We remain in Phase 2 of the Covid-19 crisis, which means re-opening will remain divergent and dependent on the evolution of the sanitary crisis. Back in April we identified four different phases of the Covid-19 crisis. During phase 1, characterized by the urgency of monetary, fiscal and sanitary measures, real activity suffered heavily from the lockdowns, as mirrored by the sharp contraction of GDP across countries. Now, we are in phase 2, characterized by more targeted and progressive sanitary restrictions in response to rising infections, with persisting threats of a lockdown in countries where the second wave materializes. Hence, the recovery is expected to soften in Q4 and in some cases transform into a W-shaped one. We expect the highest trend reversal activity in Q4 in Europe (France, Spain, UK) and in the U.S.

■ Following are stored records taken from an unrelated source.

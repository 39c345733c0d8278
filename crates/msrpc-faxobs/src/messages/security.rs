use serde::{Deserialize, Serialize};

/// Opnum 31: fetch a self-relative security descriptor by index.
#[derive(Debug, Clone, PartialEq, Eq, Default, Serialize, Deserialize)]
pub struct GetSecurityDescriptorRequest {
    pub id: u32,
}

#[derive(Debug, Clone, PartialEq, Eq, Default, Serialize, Deserialize)]
pub struct GetSecurityDescriptorResponse {
    pub security_descriptor: Vec<u8>,
}

/// Opnum 32: replace a security descriptor by index.
#[derive(Debug, Clone, PartialEq, Eq, Default, Serialize, Deserialize)]
pub struct SetSecurityDescriptorRequest {
    pub id: u32,
    pub security_descriptor: Vec<u8>,
}

#[derive(Debug, Clone, PartialEq, Eq, Default, Serialize, Deserialize)]
pub struct SetSecurityDescriptorResponse {}

/// Opnum 33: number of security descriptors the server maintains.
#[derive(Debug, Clone, PartialEq, Eq, Default, Serialize, Deserialize)]
pub struct GetSecurityDescriptorCountRequest {}

#[derive(Debug, Clone, PartialEq, Eq, Default, Serialize, Deserialize)]
pub struct GetSecurityDescriptorCountResponse {
    pub count: u32,
}

/// Opnum 34: check whether the caller holds the requested access rights.
#[derive(Debug, Clone, PartialEq, Eq, Default, Serialize, Deserialize)]
pub struct AccessCheckRequest {
    /// Combination of [`access`](crate::types::access) rights.
    pub access_mask: u32,
}

#[derive(Debug, Clone, PartialEq, Eq, Default, Serialize, Deserialize)]
pub struct AccessCheckResponse {
    pub has_access: bool,
}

Phase 3 of the Covid-19 crisis: Transitioning towards normalization, with a stop-and-go approach until the end of 2021. During phase 3 (from Q4 2020 until end-2021), we expect a succession of tighter and targeted sanitary restrictions, followed by periods of easing. This stop-and-go trend in stringency will continue until end 2021, assuming a vaccine would be widely available from September 2021 and that at least 6 months would be needed for vaccination campaigns. While it will not freeze the new investment cycle, it will hamper it, causing asymmetries across countries due to heterogeneous initial conditions, different sized stimuli, variable re-confinement strategies and unequal potential access to potential vaccines. Phase 3 will also see the implementation of new fiscal stimulus packages but a slightly lower degree of central bank activity, keeping the global economy below pre-crisis levels until end-2021.
Still some way to go until we reach the fourth and final phase of the Covid-19 crisis: What would it take for a full normalization by 2022? We assume a finalization of vaccination campaigns in mid-2022. From the beginning of 2022 onwards, vaccines should be available at a large scale for the most advanced countries in this race (Russia, China, UK and the U.S.) and be progressively distributed to the rest of the world. In line with the World Health Organization’s (WHO) own assessment, the full distribution of a vaccine at a global level could be completed by the end of 2022. In this context, stringency indices should return to their minimum levels and 80% of global GDP will be back to pre-crisis levels. However, we should not underestimate the risk of a possible temporary disruption in the transportation sector during the global vaccination campaign. In fact, vaccine delivery could mobilize half of the global transportation capacity for several months.